2. Description of the Background Art
In the packet communication network such as IP (Internet Protocol) network, for example, a router determines an output link by searching through a routing table at a time of packet transfer. This routing table search requires a relatively large processing amount so that it tends to be the bottleneck in improving the router speed.
In order to resolve this bottleneck, there are propositions of a new packet transfer schemes. For example, in the router called CSR (Cell Switch Router), one VC (Virtual Connection) of ATM or the like is provided for each group of packet flows that are to be transferred by the same route and a correspondence between that VC and the packet flows that flow through there is notified to neighboring CSRs (this operation will be referred to as a protocol for VC set up). The cells from the input VC can be sent to the output VC without reassembling them into IP packets, by storing the correspondence between the input VC and the corresponding output VC for each packet flow. Hereafter, this packet transfer will be referred to as the cut-through transfer. In this cut-through transfer, there is no need to search out the output link for each IP packet from the routing table so that it is possible to realize a high speed packet transfer.

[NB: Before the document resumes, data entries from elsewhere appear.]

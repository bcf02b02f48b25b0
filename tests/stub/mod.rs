#![allow(dead_code)]

use std::sync::{Arc, Mutex, mpsc};
use std::thread;
use std::time::Duration;

#[derive(Debug, Clone)]
pub struct RecordedRequest {
    pub method: String,
    /// Path plus query string, as sent.
    pub url: String,
    pub authorization: Option<String>,
    pub body: String,
}

impl RecordedRequest {
    pub fn path(&self) -> &str {
        self.url.split('?').next().unwrap_or(&self.url)
    }

    pub fn query_param(&self, key: &str) -> Option<String> {
        let parsed = url::Url::parse(&format!("http://stub{}", self.url)).ok()?;
        parsed
            .query_pairs()
            .find(|(k, _)| k == key)
            .map(|(_, v)| v.into_owned())
    }
}

#[derive(Debug, Clone)]
pub struct StubResponse {
    pub status: u16,
    pub body: String,
}

impl StubResponse {
    pub fn json(status: u16, body: serde_json::Value) -> Self {
        Self {
            status,
            body: body.to_string(),
        }
    }

    pub fn text(status: u16, body: &str) -> Self {
        Self {
            status,
            body: body.to_owned(),
        }
    }
}

type Handler = dyn Fn(&RecordedRequest) -> StubResponse + Send + 'static;

/// HTTP server on an ephemeral port that answers through `handler` and records every
/// request it saw.
pub struct StubServer {
    pub base_url: String,
    requests: Arc<Mutex<Vec<RecordedRequest>>>,
    shutdown_tx: Option<mpsc::Sender<()>>,
    handle: Option<thread::JoinHandle<()>>,
}

impl StubServer {
    pub fn spawn(handler: impl Fn(&RecordedRequest) -> StubResponse + Send + 'static) -> Self {
        let handler: Box<Handler> = Box::new(handler);
        let server = tiny_http::Server::http("127.0.0.1:0").expect("start stub server");
        let addr = server.server_addr();
        let base_url = format!("http://{addr}");

        let requests = Arc::new(Mutex::new(Vec::new()));
        let recorded = Arc::clone(&requests);
        let (shutdown_tx, shutdown_rx) = mpsc::channel::<()>();

        let handle = thread::spawn(move || {
            loop {
                if shutdown_rx.try_recv().is_ok() {
                    break;
                }

                let mut request = match server.recv_timeout(Duration::from_millis(50)) {
                    Ok(Some(req)) => req,
                    Ok(None) => continue,
                    Err(_) => break,
                };

                let mut body = String::new();
                let _ = request.as_reader().read_to_string(&mut body);
                let authorization = request
                    .headers()
                    .iter()
                    .find(|h| h.field.equiv("Authorization"))
                    .map(|h| h.value.as_str().to_owned());

                let seen = RecordedRequest {
                    method: request.method().as_str().to_owned(),
                    url: request.url().to_owned(),
                    authorization,
                    body,
                };
                let reply = handler(&seen);
                recorded.lock().expect("lock requests").push(seen);

                let header =
                    tiny_http::Header::from_bytes(&b"Content-Type"[..], &b"application/json"[..])
                        .expect("build header");
                let response = tiny_http::Response::from_string(reply.body)
                    .with_status_code(reply.status)
                    .with_header(header);
                let _ = request.respond(response);
            }
        });

        Self {
            base_url,
            requests,
            shutdown_tx: Some(shutdown_tx),
            handle: Some(handle),
        }
    }

    pub fn requests(&self) -> Vec<RecordedRequest> {
        self.requests.lock().expect("lock requests").clone()
    }

    pub fn requests_to(&self, path_fragment: &str) -> Vec<RecordedRequest> {
        self.requests()
            .into_iter()
            .filter(|r| r.path().contains(path_fragment))
            .collect()
    }
}

impl Drop for StubServer {
    fn drop(&mut self) {
        if let Some(tx) = self.shutdown_tx.take() {
            let _ = tx.send(());
        }
        if let Some(handle) = self.handle.take() {
            let _ = handle.join();
        }
    }
}

/// A Gemini `generateContent` success body carrying `text`.
pub fn gemini_reply(text: &str) -> StubResponse {
    StubResponse::json(
        200,
        serde_json::json!({
            "candidates": [
                { "content": { "role": "model", "parts": [ { "text": text } ] } }
            ]
        }),
    )
}

#[derive(Debug, Clone, PartialEq, Eq)]
pub struct DriveFile {
    pub id: String,
    pub name: String,
    pub parent: Option<String>,
    pub mime_type: String,
    pub content: Option<String>,
}

/// Just enough of Drive v3 for `files.list` by name/parent, folder create and
/// multipart upload.
#[derive(Debug, Default)]
pub struct DriveState {
    pub files: Vec<DriveFile>,
    /// Uploads answered with 503 before the next one succeeds.
    pub failing_uploads: usize,
}

impl DriveState {
    pub fn folders(&self) -> Vec<&DriveFile> {
        self.files
            .iter()
            .filter(|f| f.mime_type == "application/vnd.google-apps.folder")
            .collect()
    }

    pub fn documents(&self) -> Vec<&DriveFile> {
        self.files.iter().filter(|f| f.content.is_some()).collect()
    }

    pub fn handle(&mut self, req: &RecordedRequest) -> Option<StubResponse> {
        let path = req.path();
        if req.method == "GET" && path == "/drive/v3/files" {
            let q = req.query_param("q").unwrap_or_default();
            let name = between(&q, "name = '", "' and mimeType")?.to_owned();
            let parent = q
                .strip_suffix("' in parents")
                .and_then(|rest| rest.rsplit_once("and '"))
                .map(|(_, parent)| parent.to_owned());
            let files = self
                .folders()
                .into_iter()
                .filter(|f| f.name == name && (parent.is_none() || f.parent == parent))
                .map(|f| serde_json::json!({ "id": f.id }))
                .collect::<Vec<_>>();
            return Some(StubResponse::json(200, serde_json::json!({ "files": files })));
        }

        if req.method == "POST" && path == "/drive/v3/files" {
            let meta: serde_json::Value = serde_json::from_str(&req.body).ok()?;
            let id = self.insert(&meta, None);
            return Some(StubResponse::json(200, serde_json::json!({ "id": id })));
        }

        if req.method == "POST" && path == "/upload/drive/v3/files" {
            if self.failing_uploads > 0 {
                self.failing_uploads -= 1;
                return Some(StubResponse::text(503, "backend unavailable"));
            }
            let mut parts = req
                .body
                .split("\r\n\r\n")
                .skip(1)
                .map(|part| part.split("\r\n--").next().unwrap_or(part));
            let meta: serde_json::Value = serde_json::from_str(parts.next()?).ok()?;
            let content = parts.next()?.to_owned();
            let id = self.insert(&meta, Some(content));
            return Some(StubResponse::json(200, serde_json::json!({ "id": id })));
        }

        None
    }

    fn insert(&mut self, meta: &serde_json::Value, content: Option<String>) -> String {
        let id = format!("id{}", self.files.len() + 1);
        self.files.push(DriveFile {
            id: id.clone(),
            name: meta["name"].as_str().unwrap_or_default().to_owned(),
            parent: meta["parents"][0].as_str().map(str::to_owned),
            mime_type: meta["mimeType"].as_str().unwrap_or_default().to_owned(),
            content,
        });
        id
    }
}

fn between<'a>(text: &'a str, begin: &str, end: &str) -> Option<&'a str> {
    let start = text.find(begin)? + begin.len();
    let rest = &text[start..];
    let end_rel = rest.find(end)?;
    Some(&rest[..end_rel])
}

Also, in the router called LSR (Label Switch Router), a value called label is written between an IP packet header and a datalink packet header, for instance, where different labels are used for different packet flows that share the same route, even in the case of using the connectionless datalink media such as Ethernet. The LSR can determine the output link and the output label value from the label value of the received packet, by storing a correspondence between the input label and the corresponding output label value and output link. In this way, similarly as in the CSR, the IP packet transfer is carried out without the IP processing such as IP routing table search. Namely, in the LSR, a virtual channel is set up even in the connectionless datalink media by using the label, and the packet transfer without the Ip processing is carried out according to an identifier (that is the label) of this virtual channel. Hereafter, a path through which the packet is transferred without the IP processing by using the label will be referred to as an LSP (label Switched Path).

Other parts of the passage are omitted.